Below are some records. Reproduce them exactly from their first line through the line with "pub const LIST_PATH: &str", inclusive.

Start of Dataset entries

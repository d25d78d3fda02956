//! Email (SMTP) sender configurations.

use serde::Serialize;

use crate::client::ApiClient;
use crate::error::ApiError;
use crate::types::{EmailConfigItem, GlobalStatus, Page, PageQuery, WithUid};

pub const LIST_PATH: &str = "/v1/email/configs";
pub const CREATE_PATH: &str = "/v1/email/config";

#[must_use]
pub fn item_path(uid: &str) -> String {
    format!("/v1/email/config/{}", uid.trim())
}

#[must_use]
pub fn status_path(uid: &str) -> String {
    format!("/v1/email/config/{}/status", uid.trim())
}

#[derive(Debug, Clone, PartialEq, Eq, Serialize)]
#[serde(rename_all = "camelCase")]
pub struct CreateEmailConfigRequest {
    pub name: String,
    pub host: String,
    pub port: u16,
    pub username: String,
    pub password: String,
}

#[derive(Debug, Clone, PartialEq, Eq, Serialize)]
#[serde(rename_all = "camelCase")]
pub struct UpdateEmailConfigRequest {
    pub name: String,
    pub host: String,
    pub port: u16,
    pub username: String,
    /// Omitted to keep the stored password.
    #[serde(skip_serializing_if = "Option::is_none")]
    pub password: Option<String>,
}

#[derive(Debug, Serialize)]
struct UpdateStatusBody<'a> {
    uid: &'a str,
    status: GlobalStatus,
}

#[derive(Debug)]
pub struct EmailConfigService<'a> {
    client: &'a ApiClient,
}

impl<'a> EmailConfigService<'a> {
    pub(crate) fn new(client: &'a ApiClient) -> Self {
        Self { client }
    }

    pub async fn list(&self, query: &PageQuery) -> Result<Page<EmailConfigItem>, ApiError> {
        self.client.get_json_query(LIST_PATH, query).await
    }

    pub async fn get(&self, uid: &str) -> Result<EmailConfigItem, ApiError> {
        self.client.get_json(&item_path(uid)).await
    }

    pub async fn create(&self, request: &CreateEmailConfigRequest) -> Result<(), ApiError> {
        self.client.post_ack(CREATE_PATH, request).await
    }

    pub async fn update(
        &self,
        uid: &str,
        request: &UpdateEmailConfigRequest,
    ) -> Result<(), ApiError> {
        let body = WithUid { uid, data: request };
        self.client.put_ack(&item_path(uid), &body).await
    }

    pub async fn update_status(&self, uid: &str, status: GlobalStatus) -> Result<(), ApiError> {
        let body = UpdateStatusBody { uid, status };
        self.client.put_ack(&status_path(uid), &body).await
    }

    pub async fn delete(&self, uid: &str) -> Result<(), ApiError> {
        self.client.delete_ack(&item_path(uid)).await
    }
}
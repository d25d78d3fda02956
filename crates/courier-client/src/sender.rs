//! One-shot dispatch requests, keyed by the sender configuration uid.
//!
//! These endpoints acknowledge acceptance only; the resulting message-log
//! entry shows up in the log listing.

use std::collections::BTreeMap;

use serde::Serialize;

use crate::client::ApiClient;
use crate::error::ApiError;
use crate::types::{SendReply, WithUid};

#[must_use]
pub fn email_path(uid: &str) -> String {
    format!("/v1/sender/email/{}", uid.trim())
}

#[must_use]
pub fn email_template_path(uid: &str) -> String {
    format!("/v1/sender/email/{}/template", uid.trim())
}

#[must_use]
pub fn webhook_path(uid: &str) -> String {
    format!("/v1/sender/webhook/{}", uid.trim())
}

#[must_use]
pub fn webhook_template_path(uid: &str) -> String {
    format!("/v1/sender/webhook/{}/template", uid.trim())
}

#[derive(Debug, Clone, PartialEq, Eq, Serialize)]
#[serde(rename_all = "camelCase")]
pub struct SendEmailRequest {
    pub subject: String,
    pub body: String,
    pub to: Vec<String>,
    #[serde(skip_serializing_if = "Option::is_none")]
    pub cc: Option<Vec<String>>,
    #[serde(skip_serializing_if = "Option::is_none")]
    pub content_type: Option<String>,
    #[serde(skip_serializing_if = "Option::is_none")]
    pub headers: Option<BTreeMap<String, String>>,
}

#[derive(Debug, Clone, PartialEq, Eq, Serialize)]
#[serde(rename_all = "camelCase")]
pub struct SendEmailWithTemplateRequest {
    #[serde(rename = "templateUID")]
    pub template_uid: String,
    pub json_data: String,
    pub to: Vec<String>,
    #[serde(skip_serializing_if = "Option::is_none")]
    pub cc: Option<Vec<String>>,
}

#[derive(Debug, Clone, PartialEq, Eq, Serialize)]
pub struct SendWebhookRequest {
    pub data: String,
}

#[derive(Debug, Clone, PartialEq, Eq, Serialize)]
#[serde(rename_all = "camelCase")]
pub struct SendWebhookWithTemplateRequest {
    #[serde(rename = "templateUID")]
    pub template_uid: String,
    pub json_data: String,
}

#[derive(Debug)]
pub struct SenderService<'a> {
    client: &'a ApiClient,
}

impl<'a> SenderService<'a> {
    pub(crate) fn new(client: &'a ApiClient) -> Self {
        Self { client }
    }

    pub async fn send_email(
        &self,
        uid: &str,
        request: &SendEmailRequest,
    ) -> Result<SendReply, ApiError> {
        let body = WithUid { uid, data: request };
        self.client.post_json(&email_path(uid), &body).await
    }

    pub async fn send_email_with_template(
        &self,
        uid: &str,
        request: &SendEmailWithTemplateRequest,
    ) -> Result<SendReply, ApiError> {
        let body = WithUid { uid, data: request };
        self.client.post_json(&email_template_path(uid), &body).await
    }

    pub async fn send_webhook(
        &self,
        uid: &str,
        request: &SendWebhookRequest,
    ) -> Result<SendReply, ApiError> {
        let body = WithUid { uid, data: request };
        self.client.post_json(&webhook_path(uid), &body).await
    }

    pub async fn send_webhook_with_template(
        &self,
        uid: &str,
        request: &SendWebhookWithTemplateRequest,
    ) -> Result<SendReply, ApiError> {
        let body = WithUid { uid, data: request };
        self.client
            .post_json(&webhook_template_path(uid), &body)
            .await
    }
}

End of Dataset entries

Written response –
repository d25d78d3fda02956
//! Email (SMTP) sender configurations.

use serde::Serialize;

use crate::client::ApiClient;
use crate::error::ApiError;
use crate::types::{EmailConfigItem, GlobalStatus, Page, PageQuery, WithUid};

pub const LIST_PATH: &str = "/v1/email/configs";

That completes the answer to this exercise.